VQPP: Video Query Performance Prediction Benchmark
New benchmark with 56K text queries and 51K videos tackles the underexplored frontier of video search prediction.
A team from the University of Bucharest has launched VQPP, the first dedicated benchmark for predicting the performance of video searches. Query Performance Prediction (QPP) is a critical task in information retrieval, used to gauge how well a search system will answer a query before or after executing it. While extensively studied for text and images, QPP for content-based video retrieval (CBVR) has remained largely unexplored. The VQPP benchmark aims to fill this gap, providing a standardized playground for developing and comparing video QPP models.
The benchmark is substantial, comprising two distinct text-to-video retrieval datasets with a total of 56,000 text queries and 51,000 videos. It comes with official training, validation, and test splits to ensure reproducible and comparable research. The researchers evaluated multiple pre-retrieval (predicting before search) and post-retrieval (predicting after search) performance predictors. A key finding is that pre-retrieval predictors achieved competitive performance, which is significant because it allows systems to estimate search quality without running the computationally expensive video retrieval step first.

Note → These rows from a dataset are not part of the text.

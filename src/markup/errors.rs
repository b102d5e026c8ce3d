/*
MIT License with FEFF10 Attribution

Copyright (c) 2025 Ameyanagi

Based on or developed using Distribution: FEFF10.0
Copyright (c) 2020 FEFF Project, University of Washington and SLAC National Accelerator Laboratory.
All rights reserved.
*/

//! Error types for markup scanning

use thiserror::Error;

/// Errors that can occur while decoding values embedded in markup lines
#[derive(Error, Debug, Clone, PartialEq)]
pub enum MarkupError {
    #[error("expected {expected} fields, found {found}")]
    TooFewFields { expected: usize, found: usize },

    #[error("invalid number: '{0}'")]
    InvalidNumber(String),
}

/// Result type for markup operations
pub type Result<T> = std::result::Result<T, MarkupError>;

To demonstrate practical utility, the authors used the best-performing pre-retrieval predictor as a reward model to train a large language model (LLM) on the task of query reformulation via Direct Preference Optimization (DPO). This shows how VQPP can directly feed into improving real-world search systems by generating better search queries. The release of the benchmark and code is a foundational step that could accelerate progress in video search, recommendation systems, and multimedia AI, enabling smarter, more efficient retrieval from the vast and growing repositories of video content online.
- First benchmark for Video Query Performance Prediction (VQPP), containing 56K queries and 51K videos across two datasets.
- Shows pre-retrieval predictors are competitive, enabling quality estimation before costly video search execution.
- Used the best predictor as a reward model to train an LLM for query reformulation via Direct Preference Optimization (DPO).
Why It Matters
Enables smarter, more efficient video search systems and paves the way for AI that can better understand and retrieve multimedia content.